■ **YOUR TASK**: Please restate the data that follows, leaving every word in place.
[[ SOURCE MATERIAL open ]]
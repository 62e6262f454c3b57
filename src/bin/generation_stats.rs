use clap::Parser;
use rand::rngs::SmallRng;
use rand::SeedableRng;
use std::collections::BTreeMap;
use tents_puzzle::cli::PuzzleArgs;
use tents_puzzle::error::GenerationError;
use tents_puzzle::generator::{attempt_grid, generate};
use tents_puzzle::logging::init_logging;
use tents_puzzle::solver::SearchStrategy;
use tents_puzzle::validator::{validate, Violation};

/// Measure how often each tent search strategy yields a valid grid
#[derive(Parser, Debug)]
#[command(author, version, about, long_about = None)]
struct Cli {
    #[command(flatten)]
    puzzle: PuzzleArgs,

    /// Number of seeds to evaluate per strategy
    #[arg(short, long, default_value_t = 200)]
    runs: u64,
}

// Short label for the rule a failed attempt broke.
fn failure_kind(violation: &Violation) -> &'static str {
    match violation {
        Violation::TreeCount { .. } => "tree count",
        Violation::TentCount { .. } => "tent count",
        Violation::RowQuota { .. } => "row quota",
        Violation::ColQuota { .. } => "column quota",
        Violation::TentWithoutTree { .. } => "tent without tree",
        Violation::AdjacentTents { .. } => "adjacent tents",
    }
}

fn main() {
    let cli = Cli::parse();
    init_logging(cli.puzzle.verbose);

    let base = cli.puzzle.config();
    let start_seed = cli.puzzle.seed.unwrap_or(0);
    let strategies = [SearchStrategy::SingleUndo, SearchStrategy::Exhaustive];

    println!(
        "Evaluating {} seeds on a {}x{} grid with {} trees...",
        cli.runs, base.grid_size, base.grid_size, base.tree_count
    );
    if !base.quotas_can_balance() {
        println!("Note: column quotas total {}, so no attempt can validate.", base.grid_size);
    }

    for strategy in strategies {
        let config = base.with_strategy(strategy);

        // Single attempts: how often one pass of the pipeline validates.
        let mut valid_attempts = 0u64;
        let mut failures: BTreeMap<&'static str, u64> = BTreeMap::new();
        // Full generations: how many attempts a successful generation needs.
        let mut generated = 0u64;
        let mut attempts_used = 0u64;

        for run in 0..cli.runs {
            let seed = start_seed + run;

            let grid = attempt_grid(&config, &mut SmallRng::seed_from_u64(seed));
            match validate(&grid, config.tree_count) {
                Ok(()) => valid_attempts += 1,
                Err(violation) => *failures.entry(failure_kind(&violation)).or_insert(0) += 1,
            }

            match generate(&config, &mut SmallRng::seed_from_u64(seed)) {
                Ok(result) => {
                    generated += 1;
                    attempts_used += u64::from(result.attempts);
                }
                Err(GenerationError::Config(e)) => {
                    eprintln!("Error: {}", e);
                    std::process::exit(1);
                }
                Err(GenerationError::Exhausted { .. }) => {}
            }
        }

        let rate = |n: u64| 100.0 * n as f64 / cli.runs.max(1) as f64;
        println!("\n--- Strategy: {:?} ---", strategy);
        println!(
            "Single attempt valid: {:<6} ({:.1}%)",
            valid_attempts,
            rate(valid_attempts)
        );
        for (kind, count) in &failures {
            println!("  failed on {:<18}: {:<6} ({:.1}%)", kind, count, rate(*count));
        }
        println!(
            "Generated within {} attempts: {:<6} ({:.1}%)",
            config.max_attempts,
            generated,
            rate(generated)
        );
        if generated > 0 {
            println!(
                "Average attempts per success: {:.2}",
                attempts_used as f64 / generated as f64
            );
        }
    }
}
[[ SOURCE MATERIAL closed ]]
■ **EXERCISE RESPONSE**:
repository 62e6262f454c3b57
filename src/bin/generation_stats.rs
use clap::Parser;
use rand::rngs::SmallRng;
use rand::SeedableRng;
use std::collections::BTreeMap;
use tents_puzzle::cli::PuzzleArgs;
use tents_puzzle::error::GenerationError;
use tents_puzzle::generator::{attempt_grid, generate};
use tents_puzzle::logging::init_logging;
use tents_puzzle::solver::SearchStrategy;
use tents_puzzle::validator::{validate, Violation};

/// Measure how often each tent search strategy yields a valid grid
#[derive(Parser, Debug)]
#[command(author, version, about, long_about = None)]
struct Cli {
    #[command(flatten)]
    puzzle: PuzzleArgs,

    /// Number of seeds to evaluate per strategy
    #[arg(short, long, default_value_t = 200)]
    runs: u64,
}

// Short label for the rule a failed attempt broke.
fn failure_kind(violation: &Violation) -> &'static str {
    match violation {
        Violation::TreeCount { .. } => "tree count",
        Violation::TentCount { .. } => "tent count",
        Violation::RowQuota { .. } => "row quota",
        Violation::ColQuota { .. } => "column quota",
        Violation::TentWithoutTree { .. } => "tent without tree",
        Violation::AdjacentTents { .. } => "adjacent tents",
    }
}

fn main() {
    let cli = Cli::parse();
    init_logging(cli.puzzle.verbose);

    let base = cli.puzzle.config();
    let start_seed = cli.puzzle.seed.unwrap_or(0);
    let strategies = [SearchStrategy::SingleUndo, SearchStrategy::Exhaustive];

    println!(
        "Evaluating {} seeds on a {}x{} grid with {} trees...",
        cli.runs, base.grid_size, base.grid_size, base.tree_count
    );
    if !base.quotas_can_balance() {
        println!("Note: column quotas total {}, so no attempt can validate.", base.grid_size);
    }

    for strategy in strategies {
        let config = base.with_strategy(strategy);

        // Single attempts: how often one pass of the pipeline validates.
        let mut valid_attempts = 0u64;
        let mut failures: BTreeMap<&'static str, u64> = BTreeMap::new();
        // Full generations: how many attempts a successful generation needs.
        let mut generated = 0u64;
        let mut attempts_used = 0u64;

        for run in 0..cli.runs {
            let seed = start_seed + run;

            let grid = attempt_grid(&config, &mut SmallRng::seed_from_u64(seed));
            match validate(&grid, config.tree_count) {
                Ok(()) => valid_attempts += 1,
                Err(violation) => *failures.entry(failure_kind(&violation)).or_insert(0) += 1,
            }

            match generate(&config, &mut SmallRng::seed_from_u64(seed)) {
                Ok(result) => {
                    generated += 1;
                    attempts_used += u64::from(result.attempts);
                }
                Err(GenerationError::Config(e)) => {
                    eprintln!("Error: {}", e);
                    std::process::exit(1);
                }
                Err(GenerationError::Exhausted { .. }) => {}
            }
        }

        let rate = |n: u64| 100.0 * n as f64 / cli.runs.max(1) as f64;
        println!("\n--- Strategy: {:?} ---", strategy);
        println!(
            "Single attempt valid: {:<6} ({:.1}%)",
            valid_attempts,
            rate(valid_attempts)
        );
        for (kind, count) in &failures {
            println!("  failed on {:<18}: {:<6} ({:.1}%)", kind, count, rate(*count));
        }
        println!(
            "Generated within {} attempts: {:<6} ({:.1}%)",
            config.max_attempts,
            generated,
            rate(generated)
        );
        if generated > 0 {
            println!(
                "Average attempts per success: {:.2}",
                attempts_used as f64 / generated as f64
            );
        }
    }
}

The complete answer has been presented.